An dieser Stelle soll es aber um etwas anderes gehen. Herr Nehberg hat ab einem gewissen Zeitpunkt seine aufsehenerregenden Aktionen nicht mehr aus reiner Abenteuerlust gemacht, sondern um eine Öffentlichkeit für bestimmte Probleme und Aktionen zu erreichen.

Zunächst einmal hat er aber auch seine spektakulären Aktionen nie blauäugig begonnen, sondern sich akribisch darauf vorbereitet. Er absolvierte beispielsweise eine Kampfschwimmerausbildung bei der Bundeswehr, bevor er das erste Mal den Atlantik überquerte.
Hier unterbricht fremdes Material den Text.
//==============================================================================
// Step parsing
//==============================================================================

fn parse_step(map: &Map<String, Value>, raw: &Value) -> EngineResult<OperationSpec> {
    let target = string_field(map, "target_sheet")?;
    let all = match map.get("apply_to_all_sheets") {
        None | Some(Value::Null) => false,
        Some(Value::Bool(b)) => *b,
        Some(other) => {
            return Err(EngineError::SpecValidation(format!(
                "apply_to_all_sheets must be a boolean, got {}",
                other
            )))
        }
    };
    let scope = match (target, all) {
        (Some(_), true) => {
            return Err(EngineError::SpecValidation(
                "target_sheet and apply_to_all_sheets are mutually exclusive".to_string(),
            ))
        }
        (Some(name), false) => SheetScope::Target(name),
        (None, true) => SheetScope::AllSheets,
        (None, false) => SheetScope::Default,
    };

    let mut operations = Vec::new();
    for (key, value) in map {
        match key.as_str() {
            "target_sheet" | "apply_to_all_sheets" | "custom_filename" | "sheet_names" => {}
            "operations" => {
                return Err(EngineError::SpecValidation(
                    "nested 'operations' lists are not supported".to_string(),
                ))
            }
            other => {
                let kind = OperationKind::from_key(other).ok_or_else(|| {
                    EngineError::SpecValidation(format!("unknown operation '{}'", other))
                })?;
                let parsed = parse_kind(kind, value, map)
                    .map_err(|e| prefix_error(e, kind.key()))?;
                operations.extend(parsed);
            }
        }
    }

    let merges = operations.iter().any(|op| op.kind() == OperationKind::MergeFiles);
    if map.contains_key("sheet_names") && !merges {
        return Err(EngineError::SpecValidation(
            "sheet_names is only valid together with merge_files".to_string(),
        ));
    }

    Ok(OperationSpec {
        scope,
        operations,
        steps: Vec::new(),
        custom_filename: string_field(map, "custom_filename")?,
        raw: raw.clone(),
    })
}
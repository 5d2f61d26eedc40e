//! Sheetforge - spreadsheet operation engine
//!
//! This library applies structured operation specs (filter, sort, highlight,
//! subtotal, merge, rename, ...) to uploaded tables and writes the result as
//! a styled Excel workbook, keeping a per-session chain of artifacts so that
//! follow-up requests build on the previous output.
//!
//! # Features
//!
//! - JSON/YAML operation specs validated against an embedded JSON Schema
//! - Row-level data operations with a fixed, documented execution order
//! - Presentation layers (highlights, conditional formats, freeze panes)
//! - Cell styles carried through filters, sorts and subtotal insertion
//! - Multi-file merge and tab renaming
//! - Excel import (calamine) and export (rust_xlsxwriter)
//!
//! # Example
//!
//! ```no_run
//! use sheetforge::core::{Continuation, OperationEngine};
//! use sheetforge::excel::import_uploads;
//! use sheetforge::session::InMemorySessionStore;
//! use sheetforge::{EngineConfig, OperationSpec};
//! use std::path::PathBuf;
//!
//! let engine = OperationEngine::new(EngineConfig::default(), InMemorySessionStore::new());
//! let tables = import_uploads(&[PathBuf::from("sales.xlsx")])?;
//! engine.upload("session-1", tables, None)?;
//!
//! let spec = OperationSpec::from_json_str(r#"{"top_n": 10, "freeze_panes": true}"#)?;
//! let report = engine.apply("session-1", &spec, Continuation::Continue)?;
//! println!("Wrote {:?} ({:?} rows)", report.filename, report.row_counts);
//! # Ok::<(), sheetforge::error::EngineError>(())
//! ```

pub mod cli;
pub mod config;
pub mod core;
pub mod error;
pub mod excel;
pub mod session;
pub mod spec;
pub mod style;
pub mod types;

// Re-export commonly used types
pub use config::EngineConfig;
pub use core::{ApplyReport, ArtifactChain, Continuation, OperationEngine, UploadedTable};
pub use error::{EngineError, EngineResult};
pub use spec::{Operation, OperationSpec};
pub use types::{Artifact, CellValue, Column, Sheet, Table};
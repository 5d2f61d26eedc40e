//! ArtifactChain: per-session pointer to the latest artifact.
//!
//! A chain is replaced, never mutated: [`ArtifactChain::commit`] returns the
//! successor and leaves `self` untouched, so a failed request simply never
//! commits.

use serde::{Deserialize, Serialize};
use std::fmt;
use std::path::{Path, PathBuf};
use std::str::FromStr;
use std::sync::Arc;

use crate::error::EngineError;
use crate::spec::OperationSpec;
use crate::types::Artifact;

/// Where a new request starts from
#[derive(Debug, Clone, Copy, Default, PartialEq, Eq, Serialize, Deserialize)]
#[serde(rename_all = "lowercase")]
pub enum Continuation {
    /// Build on the last generated artifact (or the upload if there is none)
    #[default]
    Continue,
    /// Start over from the original upload and discard the chain
    Restart,
}

impl fmt::Display for Continuation {
    fn fmt(&self, f: &mut fmt::Formatter<'_>) -> fmt::Result {
        match self {
            Continuation::Continue => write!(f, "continue"),
            Continuation::Restart => write!(f, "restart"),
        }
    }
}

impl FromStr for Continuation {
    type Err = EngineError;

    fn from_str(s: &str) -> Result<Self, Self::Err> {
        match s.trim().to_lowercase().as_str() {
            "continue" => Ok(Continuation::Continue),
            "restart" => Ok(Continuation::Restart),
            other => Err(EngineError::BaseResolution(format!(
                "unknown continuation '{}' (expected continue or restart)",
                other
            ))),
        }
    }
}

#[derive(Debug, Clone)]
pub struct ArtifactChain {
    pub session_id: String,
    upload: Arc<Artifact>,
    /// True until a commit consumes the latest upload
    upload_pending: bool,
    last: Option<Arc<Artifact>>,
    history: Vec<OperationSpec>,
    /// Artifact id → written workbook, for every artifact of the session
    downloads: Vec<(String, PathBuf)>,
}

impl ArtifactChain {
    pub fn new(session_id: impl Into<String>, upload: Artifact) -> Self {
        Self {
            session_id: session_id.into(),
            upload: Arc::new(upload),
            upload_pending: true,
            last: None,
            history: Vec::new(),
            downloads: Vec::new(),
        }
    }

    /// The same chain with `upload` as its newest upload.
    /// The last generated artifact and the history are kept.
    pub fn with_new_upload(&self, upload: Artifact) -> Self {
        Self {
            upload: Arc::new(upload),
            upload_pending: true,
            ..self.clone()
        }
    }

    pub fn upload(&self) -> &Arc<Artifact> {
        &self.upload
    }

    /// The upload arrived after the last generated artifact
    pub fn has_pending_upload(&self) -> bool {
        self.upload_pending
    }

    pub fn last_generated(&self) -> Option<&Arc<Artifact>> {
        self.last.as_ref()
    }

    pub fn history(&self) -> &[OperationSpec] {
        &self.history
    }

    /// The artifact a new request builds on.
    /// Under `Continue` the prior artifact's data is the base as-is.
    pub fn resolve_base(&self, continuation: Continuation) -> Arc<Artifact> {
        match (continuation, &self.last) {
            (Continuation::Continue, Some(last)) => Arc::clone(last),
            _ => Arc::clone(&self.upload),
        }
    }

    /// The successor chain with `artifact` as its head
    pub fn commit(
        &self,
        artifact: Arc<Artifact>,
        spec: OperationSpec,
        continuation: Continuation,
    ) -> Self {
        let mut history = match continuation {
            Continuation::Continue => self.history.clone(),
            Continuation::Restart => Vec::new(),
        };
        history.push(spec);
        let mut downloads = self.downloads.clone();
        if let Some(file) = &artifact.file {
            downloads.push((artifact.id.clone(), file.clone()));
        }

        Self {
            session_id: self.session_id.clone(),
            upload: Arc::clone(&self.upload),
            upload_pending: false,
            last: Some(artifact),
            history,
            downloads,
        }
    }

    /// Workbook path of a generated artifact of this session
    pub fn find(&self, artifact_id: &str) -> Option<&Path> {
        self.downloads
            .iter()
            .find(|(id, _)| id == artifact_id)
            .map(|(_, path)| path.as_path())
    }

    pub fn downloads(&self) -> &[(String, PathBuf)] {
        &self.downloads
    }
}

#[cfg(test)]
mod tests {
    use super::*;
    use crate::types::{Sheet, SourceKind, Table};

    fn artifact(name: &str, source: SourceKind) -> Artifact {
        let mut artifact = Artifact::new(vec![Sheet::new(name, Table::new())], source);
        if source == SourceKind::Generated {
            artifact.file = Some(PathBuf::from(format!("{}.xlsx", name)));
        }
        artifact
    }

    #[test]
    fn test_base_is_upload_until_first_commit() {
        let chain = ArtifactChain::new("s1", artifact("Upload", SourceKind::Upload));
        assert_eq!(chain.resolve_base(Continuation::Continue).sheets[0].name, "Upload");
        assert!(chain.last_generated().is_none());
    }

    #[test]
    fn test_commit_returns_successor_without_mutating() {
        let chain = ArtifactChain::new("s1", artifact("Upload", SourceKind::Upload));
        let next = chain.commit(
            Arc::new(artifact("Gen", SourceKind::Generated)),
            OperationSpec::empty(),
            Continuation::Continue,
        );
        assert!(chain.last_generated().is_none());
        assert_eq!(next.resolve_base(Continuation::Continue).sheets[0].name, "Gen");
        assert_eq!(next.resolve_base(Continuation::Restart).sheets[0].name, "Upload");
        assert_eq!(next.history().len(), 1);
    }

    #[test]
    fn test_restart_discards_history_but_keeps_downloads() {
        let chain = ArtifactChain::new("s1", artifact("Upload", SourceKind::Upload));
        let first = Arc::new(artifact("One", SourceKind::Generated));
        let first_id = first.id.clone();
        let chain = chain.commit(first, OperationSpec::empty(), Continuation::Continue);
        let chain = chain.commit(
            Arc::new(artifact("Two", SourceKind::Generated)),
            OperationSpec::empty(),
            Continuation::Restart,
        );
        assert_eq!(chain.history().len(), 1);
        assert_eq!(chain.downloads().len(), 2);
        assert_eq!(chain.find(&first_id), Some(Path::new("One.xlsx")));
        assert!(chain.find("nope").is_none());
    }

    #[test]
    fn test_new_upload_keeps_last_generated() {
        let chain = ArtifactChain::new("s1", artifact("Upload", SourceKind::Upload));
        assert!(chain.has_pending_upload());
        let chain = chain.commit(
            Arc::new(artifact("Gen", SourceKind::Generated)),
            OperationSpec::empty(),
            Continuation::Continue,
        );
        assert!(!chain.has_pending_upload());

        let chain = chain.with_new_upload(artifact("More", SourceKind::Upload));
        assert!(chain.has_pending_upload());
        assert_eq!(chain.upload().sheets[0].name, "More");
        assert_eq!(chain.resolve_base(Continuation::Continue).sheets[0].name, "Gen");
        assert_eq!(chain.history().len(), 1);
        assert_eq!(chain.downloads().len(), 1);
    }

    #[test]
    fn test_continuation_parsing() {
        assert_eq!("Restart".parse::<Continuation>().unwrap(), Continuation::Restart);
        assert_eq!(Continuation::Continue.to_string(), "continue");
        assert!("later".parse::<Continuation>().is_err());
    }
}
Das Motto bei den Kampfschwimmern lautet übrigens: „Lerne leiden, ohne zu klagen“. Auch der Marsch durch Deutschland war eigentlich als Vorbereitung gedacht, denn Nehberg wollte auch wissen, wie lange man denn ohne Nahrung auskommt? In Deutschland kann man dieses Experiment schnell abbrechen, aber wenn man erst einmal alleine im Dschungel oder der Wüste ist, sollte man möglichst keine Panik bekommen, wenn der Magen knurrt.



Der Mensch kann übrigens relativ lange ohne Nahrung auskommen, nach ca. drei Tagen verschwindet das Hungergefühl. Das ist auch für Sie in der Krise wichtig, wenn einmal die Nahrung knapp werden sollte. Panik hilft nämlich in den seltensten Fällen weiter.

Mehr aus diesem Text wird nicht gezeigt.